Reconsideration is granted as to this issue, and Krause’s motion for summary judgment is granted as to this claim.
Therefore, it is hereby ORDERED that Krause’s motion for reconsideration (Dkt. 181) is GRANTED in part.
. To avoid recitation of the entire procedural history terminating Defendants from this case, in summary fashion, the Court notes the only Defendants remaining in this action are Krause and Michael Davidson.
. DeAnne is referring to Kathryn as "Katie.”
. Krause argues that a declaration by Mr. Spencer's counsel, which attaches but does not authenticate notes prepared by an unidentified person which purport to contradict Hansen’s 2009 sworn testimony that his father in fact abused him, is inadmissible hearsay. Dkt. 171 at 6 n. 3. The notes referenced are inadmissible hearsay and are stricken pursuant to 56(c)(2).

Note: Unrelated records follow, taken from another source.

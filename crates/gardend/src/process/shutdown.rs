//! Blocking wait for the signal that ends the serving phase.
//!
//! Once [`ShutdownSignal::wait`] returns, the launch sequence stops the
//! server: the socket file is removed and open connections finish their
//! current request before their threads are joined.

use std::io;

use signal_hook::consts::signal::{SIGHUP, SIGINT, SIGQUIT, SIGTERM};
use signal_hook::iterator::Signals;
use thiserror::Error;
use tracing::info;

use super::PROCESS_TARGET;

/// Signals that end the serving phase.
const TERMINATION_SIGNALS: [i32; 4] = [SIGTERM, SIGINT, SIGQUIT, SIGHUP];

/// Source of the stop request that precedes draining the server.
pub trait ShutdownSignal: Send + Sync {
    /// Blocks the launch thread until the server should be stopped.
    ///
    /// # Errors
    ///
    /// Returns [`ShutdownError`] when the notification source cannot be set
    /// up. The caller still stops the server before reporting it.
    fn wait(&self) -> Result<(), ShutdownError>;
}

/// Failures while arming the stop request.
#[derive(Debug, Error)]
pub enum ShutdownError {
    /// Registering the termination signal handlers failed.
    #[error("failed to install signal handlers: {source}")]
    Install {
        /// Underlying IO error.
        #[source]
        source: io::Error,
    },
}

/// Waits for SIGTERM, SIGINT, SIGQUIT or SIGHUP.
#[derive(Debug, Default, Clone, Copy)]
pub struct SystemShutdownSignal;

impl ShutdownSignal for SystemShutdownSignal {
    fn wait(&self) -> Result<(), ShutdownError> {
        let mut signals = Signals::new(TERMINATION_SIGNALS)
            .map_err(|source| ShutdownError::Install { source })?;
        let received = signals.forever().next();
        info!(
            target: PROCESS_TARGET,
            signal = ?received,
            "termination requested; draining daemon server"
        );
        Ok(())
    }
}
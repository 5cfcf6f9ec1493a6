//! Container-management capability consumed by the dispatcher.
//!
//! The protocol layer never touches container state directly. Everything it
//! knows about containers comes through [`Backend`], so the in-memory
//! registry used by the daemon binary and the fakes used in tests are
//! interchangeable.

mod memory;

use std::error::Error as StdError;
use std::fmt;
use std::time::Duration;

use thiserror::Error;

pub use self::memory::InMemoryBackend;

/// Operations a container manager exposes to the daemon.
///
/// Implementations are shared between connection threads and must serialise
/// their own mutations.
#[cfg_attr(test, mockall::automock)]
pub trait Backend: Send + Sync {
    /// Liveness probe; success carries no data.
    fn ping(&self) -> Result<(), BackendError>;

    /// Returns `message` unchanged.
    fn echo(&self, message: &str) -> String;

    /// Registers a container built from `spec` and returns its handle.
    ///
    /// An empty handle in `spec` asks the backend to assign one.
    fn create(&self, spec: ContainerSpec) -> Result<Handle, BackendError>;

    /// Removes the container named by `handle`.
    fn destroy(&self, handle: &Handle) -> Result<(), BackendError>;

    /// Describes the container named by `handle`.
    fn lookup(&self, handle: &Handle) -> Result<Container, BackendError>;

    /// Handles of every live container.
    fn handles(&self) -> Result<Vec<Handle>, BackendError>;
}

/// Identifier of a container, unique among live containers.
#[derive(Debug, Clone, Default, PartialEq, Eq, Hash, PartialOrd, Ord)]
pub struct Handle(String);

impl Handle {
    /// Wraps a raw handle string.
    #[must_use]
    pub fn new(value: impl Into<String>) -> Self {
        Self(value.into())
    }

    /// Borrows the handle text.
    #[must_use]
    pub fn as_str(&self) -> &str {
        &self.0
    }

    /// Returns `true` when the client left the handle for the backend to pick.
    #[must_use]
    pub fn is_empty(&self) -> bool {
        self.0.is_empty()
    }

    /// Consumes the handle, returning the raw string.
    #[must_use]
    pub fn into_inner(self) -> String {
        self.0
    }
}

impl fmt::Display for Handle {
    fn fmt(&self, f: &mut fmt::Formatter<'_>) -> fmt::Result {
        f.write_str(&self.0)
    }
}

impl From<String> for Handle {
    fn from(value: String) -> Self {
        Self(value)
    }
}

impl From<&str> for Handle {
    fn from(value: &str) -> Self {
        Self(value.to_owned())
    }
}

/// Access mode for a [`BindMount`].
#[derive(Debug, Clone, Copy, PartialEq, Eq, Hash)]
pub enum BindMountMode {
    /// The container may only read the mount.
    ReadOnly,
    /// The container may read and write the mount.
    ReadWrite,
}

/// Host path exposed inside a container.
#[derive(Debug, Clone, PartialEq, Eq)]
pub struct BindMount {
    /// Path on the host.
    pub src_path: String,
    /// Path inside the container.
    pub dst_path: String,
    /// Access mode.
    pub mode: BindMountMode,
}

/// Immutable description of a container to create.
#[derive(Debug, Clone, Default, PartialEq, Eq)]
pub struct ContainerSpec {
    /// Requested handle; empty means the backend assigns one.
    pub handle: Handle,
    /// How long the container may stay unreferenced; zero selects the
    /// backend default.
    pub grace_time: Duration,
    /// Opaque network descriptor.
    pub network: String,
    /// Root filesystem path.
    pub root_fs_path: String,
    /// Bind mounts in the order the client supplied them.
    pub bind_mounts: Vec<BindMount>,
}

/// Lifecycle state of a registered container.
#[derive(Debug, Clone, Copy, PartialEq, Eq, Hash)]
pub enum ContainerState {
    /// Registered and available.
    Active,
}

impl ContainerState {
    /// Lowercase name reported over the wire.
    #[must_use]
    pub const fn as_str(self) -> &'static str {
        match self {
            Self::Active => "active",
        }
    }
}

impl fmt::Display for ContainerState {
    fn fmt(&self, f: &mut fmt::Formatter<'_>) -> fmt::Result {
        f.write_str(self.as_str())
    }
}

/// A container as the backend records it.
#[derive(Debug, Clone, PartialEq, Eq)]
pub struct Container {
    /// Handle the container is registered under.
    pub handle: Handle,
    /// Spec the container was created from, with the final handle filled in.
    pub spec: ContainerSpec,
    /// Current lifecycle state.
    pub state: ContainerState,
}

/// Failure reported by a backend operation.
///
/// The message is delivered to clients verbatim, so `Display` prints it and
/// nothing else.
#[derive(Debug, Error)]
#[error("{message}")]
pub struct BackendError {
    message: String,
    #[source]
    source: Option<Box<dyn StdError + Send + Sync + 'static>>,
}

impl BackendError {
    /// Builds an error carrying only a message.
    #[must_use]
    pub fn new(message: impl Into<String>) -> Self {
        Self {
            message: message.into(),
            source: None,
        }
    }

    /// Builds an error that wraps an underlying cause.
    #[must_use]
    pub fn with_source(
        message: impl Into<String>,
        source: impl StdError + Send + Sync + 'static,
    ) -> Self {
        Self {
            message: message.into(),
            source: Some(Box::new(source)),
        }
    }

    /// A container with `handle` is already registered.
    #[must_use]
    pub fn already_exists(handle: &Handle) -> Self {
        Self::new(format!("container already exists: {handle}"))
    }

    /// No container is registered under `handle`.
    #[must_use]
    pub fn not_found(handle: &Handle) -> Self {
        Self::new(format!("unknown handle: {handle}"))
    }

    /// Message delivered to the client.
    #[must_use]
    pub fn message(&self) -> &str {
        &self.message
    }
}

#[cfg(test)]
mod tests {
    use std::error::Error as _;
    use std::io;

    use super::*;

    #[test]
    fn backend_error_displays_only_its_message() {
        let error = BackendError::with_source("oh no!", io::Error::other("disk on fire"));
        assert_eq!(error.to_string(), "oh no!");
        assert!(error.source().is_some());
    }

    #[test]
    fn duplicate_handle_message_names_the_handle() {
        let error = BackendError::already_exists(&Handle::from("some-handle"));
        assert_eq!(error.message(), "container already exists: some-handle");
    }
}
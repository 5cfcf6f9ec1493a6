//! Backend double that records created containers and can be told to fail.

use std::collections::HashMap;
use std::sync::Mutex;

use crate::backend::{Backend, BackendError, Container, ContainerSpec, Handle, InMemoryBackend};

/// Wraps an [`InMemoryBackend`], recording every spec it was asked to create
/// and optionally failing creation with a fixed message.
#[derive(Debug, Default)]
pub struct FakeBackend {
    inner: InMemoryBackend,
    created: Mutex<HashMap<Handle, ContainerSpec>>,
    creation_error: Mutex<Option<String>>,
}

impl FakeBackend {
    /// Makes every subsequent `create` fail with `message`.
    pub fn fail_creation_with(&self, message: &str) {
        *self.creation_error.lock().expect("creation error lock") = Some(message.to_owned());
    }

    /// Spec recorded for `handle`, as the backend received it.
    #[must_use]
    pub fn created(&self, handle: &str) -> Option<ContainerSpec> {
        self.created
            .lock()
            .expect("created containers lock")
            .get(&Handle::from(handle))
            .cloned()
    }
}

impl Backend for FakeBackend {
    fn ping(&self) -> Result<(), BackendError> {
        self.inner.ping()
    }

    fn echo(&self, message: &str) -> String {
        self.inner.echo(message)
    }

    fn create(&self, spec: ContainerSpec) -> Result<Handle, BackendError> {
        if let Some(message) = self.creation_error.lock().expect("creation error lock").clone() {
            return Err(BackendError::new(message));
        }
        let recorded = spec.clone();
        let handle = self.inner.create(spec)?;
        self.created
            .lock()
            .expect("created containers lock")
            .insert(handle.clone(), recorded);
        Ok(handle)
    }

    fn destroy(&self, handle: &Handle) -> Result<(), BackendError> {
        self.inner.destroy(handle)
    }

    fn lookup(&self, handle: &Handle) -> Result<Container, BackendError> {
        self.inner.lookup(handle)
    }

    fn handles(&self) -> Result<Vec<Handle>, BackendError> {
        self.inner.handles()
    }
}
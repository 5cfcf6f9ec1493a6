//! Blocking client for the daemon socket.

use std::io::{self, Read, Write};
#[cfg(unix)]
use std::os::unix::net::UnixStream;
use std::path::{Path, PathBuf};

use thiserror::Error;

use crate::codec::{Request, Response};
use crate::frame::{FrameCodec, FramingError};
use crate::messages::{
    CreateRequest, CreateResponse, DestroyRequest, EchoRequest, InfoRequest, InfoResponse,
    ListRequest, PingRequest,
};
use crate::MessageType;

/// Errors surfaced by [`Client`].
#[derive(Debug, Error)]
pub enum ClientError {
    /// The daemon socket could not be reached.
    #[error("failed to connect to {path}: {source}")]
    Connect {
        /// Socket path that was dialled.
        path: PathBuf,
        /// Underlying connect error.
        #[source]
        source: io::Error,
    },
    /// A frame could not be written or read.
    #[error(transparent)]
    Framing(#[from] FramingError),
    /// The daemon closed the connection before replying.
    #[error("daemon closed the connection before responding")]
    Closed,
    /// The daemon answered with an error envelope.
    #[error("{message}")]
    Server {
        /// Message carried by the envelope.
        message: String,
    },
    /// The daemon answered with a response of the wrong type.
    #[error("expected a {expected} response, received {actual}")]
    UnexpectedResponse {
        /// Type matching the request.
        expected: MessageType,
        /// Type actually received.
        actual: MessageType,
    },
}

/// One connection to the daemon; requests are answered strictly in order.
#[derive(Debug)]
pub struct Client<S> {
    stream: S,
    codec: FrameCodec,
}

#[cfg(unix)]
impl Client<UnixStream> {
    /// Connects to the daemon listening on `path`.
    ///
    /// # Errors
    ///
    /// Returns [`ClientError::Connect`] when the socket cannot be reached.
    pub fn connect(path: impl AsRef<Path>) -> Result<Self, ClientError> {
        let path = path.as_ref();
        let stream = UnixStream::connect(path).map_err(|source| ClientError::Connect {
            path: path.to_path_buf(),
            source,
        })?;
        Ok(Self::new(stream))
    }
}

impl<S> Client<S>
where
    S: Read + Write,
{
    /// Wraps an already connected stream.
    #[must_use]
    pub fn new(stream: S) -> Self {
        Self {
            stream,
            codec: FrameCodec::default(),
        }
    }

    /// Overrides the largest response frame the client accepts.
    #[must_use]
    pub fn with_max_frame_bytes(mut self, max_frame_bytes: u32) -> Self {
        self.codec = FrameCodec::new(max_frame_bytes);
        self
    }

    /// Writes one request without waiting for the reply.
    ///
    /// # Errors
    ///
    /// Returns [`ClientError::Framing`] when the frame cannot be written.
    pub fn send(&mut self, request: &Request) -> Result<(), ClientError> {
        self.codec.write_request(&mut self.stream, request)?;
        Ok(())
    }

    /// Reads the next response, including error envelopes.
    ///
    /// # Errors
    ///
    /// Returns [`ClientError::Closed`] when the stream ends and
    /// [`ClientError::Framing`] when the frame is malformed.
    pub fn receive(&mut self) -> Result<Response, ClientError> {
        self.codec
            .read_response(&mut self.stream)?
            .ok_or(ClientError::Closed)
    }

    /// Sends a request and reads its reply, turning error envelopes into
    /// [`ClientError::Server`].
    ///
    /// # Errors
    ///
    /// Returns [`ClientError`] for transport failures and daemon errors.
    pub fn call(&mut self, request: impl Into<Request>) -> Result<Response, ClientError> {
        let request = request.into();
        self.send(&request)?;
        match self.receive()? {
            Response::Error(error) => Err(ClientError::Server {
                message: error.message.unwrap_or_default(),
            }),
            response => Ok(response),
        }
    }

    /// Checks that the daemon is alive.
    ///
    /// # Errors
    ///
    /// Returns [`ClientError`] when the call fails.
    pub fn ping(&mut self) -> Result<(), ClientError> {
        match self.call(PingRequest {})? {
            Response::Ping(_) => Ok(()),
            other => Err(unexpected(MessageType::Ping, &other)),
        }
    }

    /// Echoes `message` through the daemon.
    ///
    /// # Errors
    ///
    /// Returns [`ClientError`] when the call fails.
    pub fn echo(&mut self, message: impl Into<String>) -> Result<String, ClientError> {
        let request = EchoRequest {
            message: Some(message.into()),
        };
        match self.call(request)? {
            Response::Echo(echo) => Ok(echo.message.unwrap_or_default()),
            other => Err(unexpected(MessageType::Echo, &other)),
        }
    }

    /// Creates a container and returns the daemon's reply.
    ///
    /// # Errors
    ///
    /// Returns [`ClientError`] when the call fails.
    pub fn create(&mut self, request: CreateRequest) -> Result<CreateResponse, ClientError> {
        match self.call(request)? {
            Response::Create(created) => Ok(created),
            other => Err(unexpected(MessageType::Create, &other)),
        }
    }

    /// Destroys the container named by `handle`.
    ///
    /// # Errors
    ///
    /// Returns [`ClientError`] when the call fails.
    pub fn destroy(&mut self, handle: impl Into<String>) -> Result<(), ClientError> {
        let request = DestroyRequest {
            handle: Some(handle.into()),
        };
        match self.call(request)? {
            Response::Destroy(_) => Ok(()),
            other => Err(unexpected(MessageType::Destroy, &other)),
        }
    }

    /// Describes the container named by `handle`.
    ///
    /// # Errors
    ///
    /// Returns [`ClientError`] when the call fails.
    pub fn info(&mut self, handle: impl Into<String>) -> Result<InfoResponse, ClientError> {
        let request = InfoRequest {
            handle: Some(handle.into()),
        };
        match self.call(request)? {
            Response::Info(info) => Ok(info),
            other => Err(unexpected(MessageType::Info, &other)),
        }
    }

    /// Lists live container handles.
    ///
    /// # Errors
    ///
    /// Returns [`ClientError`] when the call fails.
    pub fn list(&mut self) -> Result<Vec<String>, ClientError> {
        match self.call(ListRequest {})? {
            Response::List(list) => Ok(list.handles),
            other => Err(unexpected(MessageType::List, &other)),
        }
    }

    /// Borrows the underlying stream.
    pub fn get_mut(&mut self) -> &mut S {
        &mut self.stream
    }

    /// Releases the underlying stream.
    #[must_use]
    pub fn into_inner(self) -> S {
        self.stream
    }
}

fn unexpected(expected: MessageType, actual: &Response) -> ClientError {
    ClientError::UnexpectedResponse {
        expected,
        actual: actual.message_type(),
    }
}
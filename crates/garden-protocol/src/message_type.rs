//! Frame discriminators shared by requests and responses.

use std::fmt;

/// Discriminator written after the length prefix of every frame.
///
/// A request and its response share one code. `Error` only ever travels from
/// daemon to client.
#[derive(Debug, Clone, Copy, PartialEq, Eq, Hash)]
pub enum MessageType {
    /// Error envelope.
    Error,
    /// Container creation.
    Create,
    /// Container removal.
    Destroy,
    /// Container description.
    Info,
    /// Liveness probe.
    Ping,
    /// Handle enumeration.
    List,
    /// Diagnostic echo.
    Echo,
}

impl MessageType {
    /// Every known discriminator, in code order.
    pub const ALL: [Self; 7] = [
        Self::Error,
        Self::Create,
        Self::Destroy,
        Self::Info,
        Self::Ping,
        Self::List,
        Self::Echo,
    ];

    /// Numeric code written on the wire.
    #[must_use]
    pub const fn code(self) -> u32 {
        match self {
            Self::Error => 1,
            Self::Create => 11,
            Self::Destroy => 13,
            Self::Info => 14,
            Self::Ping => 91,
            Self::List => 92,
            Self::Echo => 93,
        }
    }

    /// Resolves a wire code, returning `None` for codes this build does not know.
    #[must_use]
    pub const fn from_code(code: u32) -> Option<Self> {
        match code {
            1 => Some(Self::Error),
            11 => Some(Self::Create),
            13 => Some(Self::Destroy),
            14 => Some(Self::Info),
            91 => Some(Self::Ping),
            92 => Some(Self::List),
            93 => Some(Self::Echo),
            _ => None,
        }
    }

    /// Lowercase name used in logs and error messages.
    #[must_use]
    pub const fn as_str(self) -> &'static str {
        match self {
            Self::Error => "error",
            Self::Create => "create",
            Self::Destroy => "destroy",
            Self::Info => "info",
            Self::Ping => "ping",
            Self::List => "list",
            Self::Echo => "echo",
        }
    }
}

impl fmt::Display for MessageType {
    fn fmt(&self, formatter: &mut fmt::Formatter<'_>) -> fmt::Result {
        formatter.write_str(self.as_str())
    }
}

#[cfg(test)]
mod tests {
    use super::*;

    #[test]
    fn codes_resolve_to_their_type() {
        for message_type in MessageType::ALL {
            assert_eq!(MessageType::from_code(message_type.code()), Some(message_type));
        }
    }

    #[test]
    fn unknown_codes_are_rejected() {
        assert_eq!(MessageType::from_code(0), None);
        assert_eq!(MessageType::from_code(2), None);
        assert_eq!(MessageType::from_code(u32::MAX), None);
    }
}
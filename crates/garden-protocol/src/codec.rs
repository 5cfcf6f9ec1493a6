//! Typed requests and responses on top of [`FrameCodec`].

use std::io::{Read, Write};

use prost::Message;

use crate::frame::{Direction, FrameCodec, FramingError, RawFrame, encode_frame};
use crate::messages::{
    CreateRequest, CreateResponse, DestroyRequest, DestroyResponse, EchoRequest, EchoResponse,
    ErrorResponse, InfoRequest, InfoResponse, ListRequest, ListResponse, PingRequest,
    PingResponse,
};
use crate::MessageType;

/// Every request the daemon understands.
#[derive(Debug, Clone, PartialEq)]
pub enum Request {
    /// Liveness probe.
    Ping(PingRequest),
    /// Diagnostic echo.
    Echo(EchoRequest),
    /// Container creation.
    Create(CreateRequest),
    /// Container removal.
    Destroy(DestroyRequest),
    /// Container description.
    Info(InfoRequest),
    /// Handle enumeration.
    List(ListRequest),
}

/// Every response the daemon sends, including the error envelope.
#[derive(Debug, Clone, PartialEq)]
pub enum Response {
    /// Reply to [`Request::Ping`].
    Ping(PingResponse),
    /// Reply to [`Request::Echo`].
    Echo(EchoResponse),
    /// Reply to [`Request::Create`].
    Create(CreateResponse),
    /// Reply to [`Request::Destroy`].
    Destroy(DestroyResponse),
    /// Reply to [`Request::Info`].
    Info(InfoResponse),
    /// Reply to [`Request::List`].
    List(ListResponse),
    /// Failure of whichever request this answers.
    Error(ErrorResponse),
}

impl Request {
    /// Discriminator written for this request.
    #[must_use]
    pub const fn message_type(&self) -> MessageType {
        match self {
            Self::Ping(_) => MessageType::Ping,
            Self::Echo(_) => MessageType::Echo,
            Self::Create(_) => MessageType::Create,
            Self::Destroy(_) => MessageType::Destroy,
            Self::Info(_) => MessageType::Info,
            Self::List(_) => MessageType::List,
        }
    }

    /// Encodes the protobuf payload without framing.
    #[must_use]
    pub fn encode_payload(&self) -> Vec<u8> {
        match self {
            Self::Ping(msg) => msg.encode_to_vec(),
            Self::Echo(msg) => msg.encode_to_vec(),
            Self::Create(msg) => msg.encode_to_vec(),
            Self::Destroy(msg) => msg.encode_to_vec(),
            Self::Info(msg) => msg.encode_to_vec(),
            Self::List(msg) => msg.encode_to_vec(),
        }
    }

    /// Encodes a complete frame.
    ///
    /// # Errors
    ///
    /// Returns [`FramingError::TooLarge`] when the payload exceeds the 32-bit
    /// length prefix.
    pub fn encode_frame(&self) -> Result<Vec<u8>, FramingError> {
        encode_frame(self.message_type(), &self.encode_payload())
    }

    /// Decodes a raw frame read from a client.
    ///
    /// # Errors
    ///
    /// Returns [`FramingError::UnknownMessageType`] for codes that are not
    /// requests and [`FramingError::Payload`] for malformed payloads.
    pub fn decode(frame: &RawFrame) -> Result<Self, FramingError> {
        let message_type = resolve(frame.code, Direction::Request)?;
        let payload = frame.payload.as_slice();
        Ok(match message_type {
            MessageType::Ping => Self::Ping(decode_payload(message_type, payload)?),
            MessageType::Echo => Self::Echo(decode_payload(message_type, payload)?),
            MessageType::Create => Self::Create(decode_payload(message_type, payload)?),
            MessageType::Destroy => Self::Destroy(decode_payload(message_type, payload)?),
            MessageType::Info => Self::Info(decode_payload(message_type, payload)?),
            MessageType::List => Self::List(decode_payload(message_type, payload)?),
            MessageType::Error => {
                return Err(FramingError::UnknownMessageType {
                    code: frame.code,
                    direction: Direction::Request,
                });
            }
        })
    }
}

impl Response {
    /// Builds an error envelope.
    #[must_use]
    pub fn error(message: impl Into<String>) -> Self {
        Self::Error(ErrorResponse::new(message))
    }

    /// Discriminator written for this response.
    #[must_use]
    pub const fn message_type(&self) -> MessageType {
        match self {
            Self::Ping(_) => MessageType::Ping,
            Self::Echo(_) => MessageType::Echo,
            Self::Create(_) => MessageType::Create,
            Self::Destroy(_) => MessageType::Destroy,
            Self::Info(_) => MessageType::Info,
            Self::List(_) => MessageType::List,
            Self::Error(_) => MessageType::Error,
        }
    }

    /// Encodes the protobuf payload without framing.
    #[must_use]
    pub fn encode_payload(&self) -> Vec<u8> {
        match self {
            Self::Ping(msg) => msg.encode_to_vec(),
            Self::Echo(msg) => msg.encode_to_vec(),
            Self::Create(msg) => msg.encode_to_vec(),
            Self::Destroy(msg) => msg.encode_to_vec(),
            Self::Info(msg) => msg.encode_to_vec(),
            Self::List(msg) => msg.encode_to_vec(),
            Self::Error(msg) => msg.encode_to_vec(),
        }
    }

    /// Encodes a complete frame.
    ///
    /// # Errors
    ///
    /// Returns [`FramingError::TooLarge`] when the payload exceeds the 32-bit
    /// length prefix.
    pub fn encode_frame(&self) -> Result<Vec<u8>, FramingError> {
        encode_frame(self.message_type(), &self.encode_payload())
    }

    /// Decodes a raw frame read from the daemon.
    ///
    /// # Errors
    ///
    /// Returns [`FramingError::UnknownMessageType`] for unknown codes and
    /// [`FramingError::Payload`] for malformed payloads.
    pub fn decode(frame: &RawFrame) -> Result<Self, FramingError> {
        let message_type = resolve(frame.code, Direction::Response)?;
        let payload = frame.payload.as_slice();
        Ok(match message_type {
            MessageType::Ping => Self::Ping(decode_payload(message_type, payload)?),
            MessageType::Echo => Self::Echo(decode_payload(message_type, payload)?),
            MessageType::Create => Self::Create(decode_payload(message_type, payload)?),
            MessageType::Destroy => Self::Destroy(decode_payload(message_type, payload)?),
            MessageType::Info => Self::Info(decode_payload(message_type, payload)?),
            MessageType::List => Self::List(decode_payload(message_type, payload)?),
            MessageType::Error => Self::Error(decode_payload(message_type, payload)?),
        })
    }
}

macro_rules! impl_from_message {
    ($target:ident, $($message:ident => $variant:ident),+ $(,)?) => {
        $(
            impl From<$message> for $target {
                fn from(message: $message) -> Self {
                    Self::$variant(message)
                }
            }
        )+
    };
}

impl_from_message!(
    Request,
    PingRequest => Ping,
    EchoRequest => Echo,
    CreateRequest => Create,
    DestroyRequest => Destroy,
    InfoRequest => Info,
    ListRequest => List,
);

impl_from_message!(
    Response,
    PingResponse => Ping,
    EchoResponse => Echo,
    CreateResponse => Create,
    DestroyResponse => Destroy,
    InfoResponse => Info,
    ListResponse => List,
    ErrorResponse => Error,
);

impl FrameCodec {
    /// Reads and decodes one request; `Ok(None)` on a clean end of stream.
    ///
    /// # Errors
    ///
    /// Returns [`FramingError`] for malformed, truncated or unknown frames.
    pub fn read_request<R: Read>(&self, reader: &mut R) -> Result<Option<Request>, FramingError> {
        self.read_frame(reader)?
            .map(|frame| Request::decode(&frame))
            .transpose()
    }

    /// Encodes and writes one request.
    ///
    /// # Errors
    ///
    /// Returns [`FramingError`] when encoding or writing fails.
    pub fn write_request<W: Write>(
        &self,
        writer: &mut W,
        request: &Request,
    ) -> Result<(), FramingError> {
        self.write_frame(writer, request.message_type(), &request.encode_payload())
    }

    /// Reads and decodes one response; `Ok(None)` on a clean end of stream.
    ///
    /// # Errors
    ///
    /// Returns [`FramingError`] for malformed, truncated or unknown frames.
    pub fn read_response<R: Read>(
        &self,
        reader: &mut R,
    ) -> Result<Option<Response>, FramingError> {
        self.read_frame(reader)?
            .map(|frame| Response::decode(&frame))
            .transpose()
    }

    /// Encodes and writes one response.
    ///
    /// # Errors
    ///
    /// Returns [`FramingError`] when encoding or writing fails.
    pub fn write_response<W: Write>(
        &self,
        writer: &mut W,
        response: &Response,
    ) -> Result<(), FramingError> {
        self.write_frame(writer, response.message_type(), &response.encode_payload())
    }
}

fn resolve(code: u32, direction: Direction) -> Result<MessageType, FramingError> {
    MessageType::from_code(code).ok_or(FramingError::UnknownMessageType { code, direction })
}

fn decode_payload<M>(message_type: MessageType, payload: &[u8]) -> Result<M, FramingError>
where
    M: Message + Default,
{
    M::decode(payload).map_err(|source| FramingError::Payload {
        message_type,
        source,
    })
}
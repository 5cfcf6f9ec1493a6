//! Connection handling abstraction for the daemon listener.

use std::os::unix::net::UnixStream;

/// Handles accepted socket connections.
pub(crate) trait ConnectionHandler: Send + Sync + 'static {
    /// Serves a single connection until it ends. Implementations should avoid
    /// panicking.
    fn handle(&self, stream: UnixStream);
}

. In the Court’s order on Peter’s motion for summary judgment, it found Peters was entitled to absolute immunity for the interviewing of Kathryn Spencer and for failure to disclose that item of evidence. See Dkts. 174 and 179.
. Fabrication of evidence and deliberately concealing exculpatory evidence are actions which, if true, could qualify as overt acts in furtherance of a conspiracy.